De gedachte bezorgt me een hol gevoel. Hij wil haar naar een kostschool voor stoute kinderen sturen. Opeens zie ik een beeld voor me van Minnie in een blazer met biezen; ze zit met gebogen hoofd in een hoekje met een bord waarop staat IK MAG GEEN ZESTIEN JASSEN OP INTERNET KOPEN.

‘Natuurlijk niet!’ zegt Luke ontzet. ‘Het is gewoon een programma voor kinderen met bepaalde gedragsproblemen. En het is maar een idee.’ Hij wrijft in zijn nek, nog steeds zonder me aan te kijken. ‘Ik heb die Nanny Sue al gesproken. Ik heb de situatie uitgelegd en ze toonde veel begrip. Als we willen, komt ze Minnie evalueren en dan geeft ze advies. Ik heb dus een afspraak gemaakt.’

‘Wát?’ Ik geloof mijn oren niet. ‘Heb je haar al gespróken?’

‘Ik wilde gewoon weten wat er allemaal mogelijk is.’ Nu kijkt Luke me eindelijk aan. ‘Becky, ik zie er net zo tegen op als jij, maar we moeten toch íéts doen.’

Nee, dat hoeft niet! zou ik willen gillen. En we hoeven al helemaal geen onbekenden in huis te halen die ons wel even gaan zeggen wat we moeten doen!

Maar ik zie aan hem dat zijn besluit vaststaat. Het is net als die keer tijdens onze huwelijksreis toen hij besloot dat we niet met het vliegtuig, maar met de trein naar Lahore zouden gaan. Er is niets meer aan te doen.

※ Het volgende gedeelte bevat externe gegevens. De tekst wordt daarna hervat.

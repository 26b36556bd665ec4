//! Recognition engine abstraction
//!
//! This module defines the interface a speech-recognition backend must
//! implement. Any engine (platform API, cloud service, test double)
//! implements these traits; the rest of the crate only sees the traits.

use std::fmt::Debug;

use tokio::sync::mpsc;

use fieldvoice_foundation::error::CaptureError;

use crate::types::{EngineEvent, RecorderConfig};

/// Sending half of a session's event channel, handed to the engine at
/// start. Events must be sent in the order the engine produces them.
pub type EventSender = mpsc::UnboundedSender<EngineEvent>;

/// Metadata about a recognition engine backend.
#[derive(Debug, Clone)]
pub struct EngineInfo {
    /// Unique identifier for the engine (e.g. "platform", "scripted")
    pub id: String,

    /// Human-readable name
    pub name: String,

    /// Whether this engine requires network access
    pub requires_network: bool,

    /// Whether this engine recognizes speech locally
    pub is_local: bool,

    /// Supported locale identifiers
    pub supported_languages: Vec<String>,
}

/// One recognition engine handle.
///
/// A handle is exclusively owned by a single session for its whole
/// lifetime; it is never shared and never reused after `stop`.
pub trait SpeechEngine: Send + Debug {
    /// Begin recognition. Events flow through `events` until `stop` is
    /// called or the engine reports an error or end of its own.
    fn start(&mut self, events: EventSender) -> Result<(), CaptureError>;

    /// Stop recognition and release the underlying resources.
    ///
    /// Must be idempotent and must never panic, whatever state the
    /// handle is in. Called on every session exit path.
    fn stop(&mut self);
}

/// Factory for creating recognition engines.
pub trait SpeechEngineFactory: Send + Sync {
    /// Get engine metadata without creating an instance
    fn engine_info(&self) -> EngineInfo;

    /// Check whether the engine's requirements are met in this
    /// environment (binaries, permissions, platform capability)
    fn check_requirements(&self) -> Result<(), CaptureError>;

    /// Create a fresh engine handle configured for one session
    fn create(&self, config: &RecorderConfig) -> Result<Box<dyn SpeechEngine>, CaptureError>;
}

Nou, mij best. Hij huurt maar zoveel opvoedingsgoeroes als hij wil. Niemand kan mij Minnie afpakken. Laat Nanny Sue haar best maar doen. Ik kan haar wel aan. Wacht maar.

DR. JAMES LINFOOT
HARLEY STREET 36
LONDEN W1

Rebecca Brandon

Dennenlust

Elton Road 43

Oxshott

Surrey

Londen, 3 maart 2006

Beste Rebecca,

Dank voor je brief van 1 maart.

Ik heb nog nooit van ‘slaapshoppen’ gehoord. Ik kan je dus niet de Latijnse naam geven, en ook kan ik niet aan je man schrijven dat hij ‘je medische toestand moet respecteren’.

Wanneer de symptomen aanhouden, raad ik je aan je huisarts te consulteren.